E era um mercado grande o suficiente para interessar a IBM: só em 1979 ele movimentou US$ 15 bilhões, com previsão de crescimento de 40% para o ano seguinte. Em valores corrigidos, isso dá o equivalente a US$ 56,4 bilhões, ou R$ 295,1 bilhões em uma conversão direta.

IBM Personal Computer 5150. O monitor e as duas unidades de disquete na frente do gabinete eram opcionais. Imagem: Rama & Musée Bolo (CC-BY-SA 2.0)

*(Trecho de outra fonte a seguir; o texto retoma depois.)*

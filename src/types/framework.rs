//! Governance framework credentials.
//!
//! A framework is an ACDC-shaped JSON credential whose attributes carry the
//! rules, the credential matrix and the role authorities:
//!
//! ```text
//! {
//!   "v": "ACDC10JSON000000_", "d": <SAID>, "i": <steward AID>, "s": "GovernanceFramework",
//!   "a": { "d": <SAID>, "name", "version", "rules": [..], "credential_matrix": [..],
//!          "authorities": {role: [aid]}, "evolution_mode"? },
//!   "e": { "supersedes": {"d": <prior SAID>}?, "ratification": {"d": <SAID>}? }
//! }
//! ```
//!
//! Parsed frameworks are immutable. A new version is a new credential with a
//! new SAID and a `supersedes` edge.

use serde::{Deserialize, Serialize};
use serde_json::{json, Map, Value};
use std::collections::{BTreeMap, BTreeSet};

use super::rule::{ConstraintRule, CredentialMatrixEntry};
use crate::canonical::content_said;

/// Credential version string stamped on issued frameworks.
pub const CREDENTIAL_VERSION: &str = "ACDC10JSON000000_";

/// Schema label of framework credentials.
pub const FRAMEWORK_SCHEMA: &str = "GovernanceFramework";

/// Version assumed when a credential omits one.
pub const DEFAULT_FRAMEWORK_VERSION: &str = "1.0.0";

/// Role name → authorized AIDs.
pub type Authorities = BTreeMap<String, Vec<String>>;

/// Error parsing a credential into a [`GovernanceFramework`].
#[derive(Debug, Clone, PartialEq, Eq, thiserror::Error)]
pub enum CredentialParseError {
    /// The credential is not a JSON object.
    #[error("Credential is not an object")]
    NotAnObject,
    /// The `d` field is missing or empty.
    #[error("Credential has no SAID")]
    MissingSaid,
    /// The `a` block is missing or not an object.
    #[error("Credential has no attribute block")]
    MissingAttributes,
    /// A field has the wrong shape.
    #[error("Invalid field '{field}': {reason}")]
    InvalidField {
        /// Field name.
        field: &'static str,
        /// What was wrong.
        reason: String,
    },
    /// Two rules share a name.
    #[error("Duplicate rule name: {0}")]
    DuplicateRule(String),
}

/// Version metadata of one framework credential.
#[derive(Debug, Clone, PartialEq, Eq, Serialize, Deserialize)]
pub struct FrameworkVersion {
    /// SAID of this version.
    pub said: String,
    /// Semantic version `MAJOR.MINOR.PATCH`.
    pub version: String,
    /// SAID of the version this one replaces.
    pub supersedes_said: Option<String>,
    /// AID that issued this version.
    pub steward_aid: Option<String>,
}

/// Parsed governance framework credential.
#[derive(Debug, Clone, PartialEq, Serialize)]
pub struct GovernanceFramework {
    /// Content address.
    pub said: String,
    /// Display name.
    pub name: String,
    /// Version metadata.
    pub version_info: FrameworkVersion,
    /// AID of the authorizing controller.
    pub steward: Option<String>,
    /// Rules in declaration order.
    pub rules: Vec<ConstraintRule>,
    /// Role × action grid in declaration order.
    pub credential_matrix: Vec<CredentialMatrixEntry>,
    /// Role authorities.
    pub authorities: Authorities,
    /// SAID of the prior version.
    pub supersedes: Option<String>,
    /// Original credential, kept for provenance.
    pub raw: Value,
}

impl GovernanceFramework {
    /// Parse a framework credential.
    pub fn from_credential(raw: Value) -> Result<Self, CredentialParseError> {
        let root = raw.as_object().ok_or(CredentialParseError::NotAnObject)?;

        let said = root
            .get("d")
            .and_then(Value::as_str)
            .filter(|s| !s.is_empty())
            .ok_or(CredentialParseError::MissingSaid)?
            .to_string();

        let attrs = root
            .get("a")
            .and_then(Value::as_object)
            .ok_or(CredentialParseError::MissingAttributes)?;

        let name = optional_string(attrs, "name")?.unwrap_or_default();
        let version = optional_string(attrs, "version")?
            .unwrap_or_else(|| DEFAULT_FRAMEWORK_VERSION.to_string());
        let rules: Vec<ConstraintRule> = optional_field(attrs, "rules")?.unwrap_or_default();
        ensure_unique_rule_names(&rules)?;
        let credential_matrix: Vec<CredentialMatrixEntry> =
            optional_field(attrs, "credential_matrix")?.unwrap_or_default();
        let authorities: Authorities = optional_field(attrs, "authorities")?.unwrap_or_default();

        let steward = optional_string(root, "i")?.filter(|s| !s.is_empty());
        let supersedes = edge_said(root, "supersedes")?;

        Ok(Self {
            version_info: FrameworkVersion {
                said: said.clone(),
                version,
                supersedes_said: supersedes.clone(),
                steward_aid: steward.clone(),
            },
            said,
            name,
            steward,
            rules,
            credential_matrix,
            authorities,
            supersedes,
            raw,
        })
    }

    /// Semantic version string.
    pub fn version(&self) -> &str {
        &self.version_info.version
    }

    /// Rules governing `edge_type`, in declaration order.
    pub fn rules_for<'a>(&'a self, edge_type: &'a str) -> impl Iterator<Item = &'a ConstraintRule> + 'a {
        self.rules.iter().filter(move |r| r.applies(edge_type))
    }

    /// Look up a rule by name.
    pub fn rule(&self, name: &str) -> Option<&ConstraintRule> {
        self.rules.iter().find(|r| r.name == name)
    }

    /// The matrix cell for `(action, role)`.
    pub fn matrix_entry(&self, action: &str, role: &str) -> Option<&CredentialMatrixEntry> {
        self.credential_matrix
            .iter()
            .find(|e| e.action == action && e.role == role)
    }

    /// Whether `aid` is listed under `role`.
    pub fn is_authorized(&self, role: &str, aid: &str) -> bool {
        self.authorities
            .get(role)
            .is_some_and(|aids| aids.iter().any(|a| a == aid))
    }

    /// SAID of the ratification credential, for deliberation-born versions.
    pub fn ratification_said(&self) -> Option<&str> {
        self.raw
            .pointer("/e/ratification/d")
            .and_then(Value::as_str)
    }

    /// Evolution mode recorded in the credential, if any.
    pub fn evolution_mode(&self) -> Option<&str> {
        self.raw.pointer("/a/evolution_mode").and_then(Value::as_str)
    }
}

fn optional_string(
    map: &Map<String, Value>,
    field: &'static str,
) -> Result<Option<String>, CredentialParseError> {
    match map.get(field) {
        None | Some(Value::Null) => Ok(None),
        Some(Value::String(s)) => Ok(Some(s.clone())),
        Some(other) => Err(CredentialParseError::InvalidField {
            field,
            reason: format!("expected string, found {}", type_name(other)),
        }),
    }
}

fn optional_field<T: serde::de::DeserializeOwned>(
    map: &Map<String, Value>,
    field: &'static str,
) -> Result<Option<T>, CredentialParseError> {
    match map.get(field) {
        None | Some(Value::Null) => Ok(None),
        Some(value) => serde_json::from_value(value.clone())
            .map(Some)
            .map_err(|e| CredentialParseError::InvalidField {
                field,
                reason: e.to_string(),
            }),
    }
}

/// Edges are `{"d": said}` objects; a bare SAID string is accepted too.
fn edge_said(
    root: &Map<String, Value>,
    edge: &'static str,
) -> Result<Option<String>, CredentialParseError> {
    let Some(edges) = root.get("e") else {
        return Ok(None);
    };
    let target = match edges {
        Value::Null => return Ok(None),
        Value::Object(map) => map.get(edge),
        other => {
            return Err(CredentialParseError::InvalidField {
                field: "e",
                reason: format!("expected object, found {}", type_name(other)),
            })
        }
    };
    match target {
        None | Some(Value::Null) => Ok(None),
        Some(Value::String(s)) if !s.is_empty() => Ok(Some(s.clone())),
        Some(Value::Object(node)) => match node.get("d") {
            Some(Value::String(s)) if !s.is_empty() => Ok(Some(s.clone())),
            _ => Err(CredentialParseError::InvalidField {
                field: edge,
                reason: "edge has no target SAID".to_string(),
            }),
        },
        Some(_) => Err(CredentialParseError::InvalidField {
            field: edge,
            reason: "edge has no target SAID".to_string(),
        }),
    }
}

fn type_name(value: &Value) -> &'static str {
    match value {
        Value::Null => "null",
        Value::Bool(_) => "bool",
        Value::Number(_) => "number",
        Value::String(_) => "string",
        Value::Array(_) => "array",
        Value::Object(_) => "object",
    }
}

/// Reject rule sets in which two rules share a name.
pub fn ensure_unique_rule_names(rules: &[ConstraintRule]) -> Result<(), CredentialParseError> {
    let mut seen = BTreeSet::new();
    for rule in rules {
        if !seen.insert(rule.name.as_str()) {
            return Err(CredentialParseError::DuplicateRule(rule.name.clone()));
        }
    }
    Ok(())
}

/// Produces the SAID of a freshly assembled credential.
///
/// Production deployments issue and anchor the credential and return its
/// real SAID; [`ContentSaid`] is the deterministic default.
pub trait SaidFactory: Send + Sync {
    /// SAID for `credential` (whose `d` fields are still empty).
    fn said_for(&self, credential: &Value) -> String;
}

/// SHA-256 content SAID over the canonical credential.
#[derive(Debug, Clone, Copy, Default)]
pub struct ContentSaid;

impl SaidFactory for ContentSaid {
    fn said_for(&self, credential: &Value) -> String {
        content_said(credential)
    }
}

impl<F> SaidFactory for F
where
    F: Fn(&Value) -> String + Send + Sync,
{
    fn said_for(&self, credential: &Value) -> String {
        self(credential)
    }
}

/// Unissued framework content.
#[derive(Debug, Clone, Default, PartialEq)]
pub struct FrameworkDraft {
    /// Display name.
    pub name: String,
    /// Semantic version.
    pub version: String,
    /// Issuing steward.
    pub steward: Option<String>,
    /// Rules.
    pub rules: Vec<ConstraintRule>,
    /// Credential matrix.
    pub credential_matrix: Vec<CredentialMatrixEntry>,
    /// Role authorities.
    pub authorities: Authorities,
    /// Prior version.
    pub supersedes: Option<String>,
    /// Ratification credential authorizing this version.
    pub ratification: Option<String>,
    /// Evolution mode label recorded in the attributes.
    pub evolution_mode: Option<String>,
}

impl FrameworkDraft {
    /// Empty draft.
    pub fn new(name: impl Into<String>, version: impl Into<String>) -> Self {
        Self {
            name: name.into(),
            version: version.into(),
            ..Self::default()
        }
    }

    /// Set the steward.
    pub fn with_steward(mut self, steward: impl Into<String>) -> Self {
        self.steward = Some(steward.into());
        self
    }

    /// Set the rules.
    pub fn with_rules(mut self, rules: Vec<ConstraintRule>) -> Self {
        self.rules = rules;
        self
    }

    /// Set the credential matrix.
    pub fn with_matrix(mut self, matrix: Vec<CredentialMatrixEntry>) -> Self {
        self.credential_matrix = matrix;
        self
    }

    /// Set the authorities.
    pub fn with_authorities(mut self, authorities: Authorities) -> Self {
        self.authorities = authorities;
        self
    }

    /// Declare the prior version.
    pub fn superseding(mut self, prior_said: impl Into<String>) -> Self {
        self.supersedes = Some(prior_said.into());
        self
    }

    /// Assemble the credential with empty `d` fields.
    pub fn to_credential(&self) -> Value {
        let mut attributes = json!({
            "d": "",
            "name": self.name,
            "version": self.version,
            "rules": self.rules,
            "credential_matrix": self.credential_matrix,
            "authorities": self.authorities,
        });
        if let Some(mode) = &self.evolution_mode {
            attributes["evolution_mode"] = json!(mode);
        }

        let mut edges = Map::new();
        if let Some(prior) = &self.supersedes {
            edges.insert("supersedes".to_string(), json!({ "d": prior }));
        }
        if let Some(ratification) = &self.ratification {
            edges.insert("ratification".to_string(), json!({ "d": ratification }));
        }

        let mut credential = json!({
            "v": CREDENTIAL_VERSION,
            "d": "",
            "i": self.steward.clone().unwrap_or_default(),
            "s": FRAMEWORK_SCHEMA,
            "a": attributes,
        });
        if !edges.is_empty() {
            credential["e"] = Value::Object(edges);
        }
        credential
    }

    /// Assign a SAID and produce the immutable framework.
    pub fn issue(self, factory: &dyn SaidFactory) -> GovernanceFramework {
        let mut credential = self.to_credential();
        let said = factory.said_for(&credential);
        credential["d"] = json!(said);
        credential["a"]["d"] = json!(said);

        GovernanceFramework {
            said: said.clone(),
            name: self.name,
            version_info: FrameworkVersion {
                said: said.clone(),
                version: self.version,
                supersedes_said: self.supersedes.clone(),
                steward_aid: self.steward.clone(),
            },
            steward: self.steward,
            rules: self.rules,
            credential_matrix: self.credential_matrix,
            authorities: self.authorities,
            supersedes: self.supersedes,
            raw: credential,
        }
    }
}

Entretanto, a IBM sabia que não poderia atacar um mercado que evoluía tão rapidamente usando seus processos tradicionais. A empresa era conhecida por sua cultura extremamente burocrática, onde decisões passavam por múltiplos níveis e novos produtos demoravam até cinco anos para chegar ao mercado, custando dezenas de milhares de dólares.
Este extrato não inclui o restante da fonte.